**AIM OF THE EXERCISE**
Your output must match the records exactly, line for line.

**PROVIDED ENTRIES**
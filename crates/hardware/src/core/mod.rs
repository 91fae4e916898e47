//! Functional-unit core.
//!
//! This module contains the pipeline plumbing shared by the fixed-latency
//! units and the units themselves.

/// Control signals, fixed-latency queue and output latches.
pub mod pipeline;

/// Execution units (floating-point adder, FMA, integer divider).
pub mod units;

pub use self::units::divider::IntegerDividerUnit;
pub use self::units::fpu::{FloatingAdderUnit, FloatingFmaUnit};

**YOUR RESPONSE**
filename crates/hardware/src/core/mod.rs
repository 91fae4e916898e47
//! Functional-unit core.
//!
//! This module contains the pipeline plumbing shared by the fixed-latency
//! units and the units themselves.

/// Control signals, fixed-latency queue and output latches.
pub mod pipeline;

/// Execution units (floating-point adder, FMA, integer divider).
pub mod units;

pub use self::units::divider::IntegerDividerUnit;
pub use self::units::fpu::{FloatingAdderUnit, FloatingFmaUnit};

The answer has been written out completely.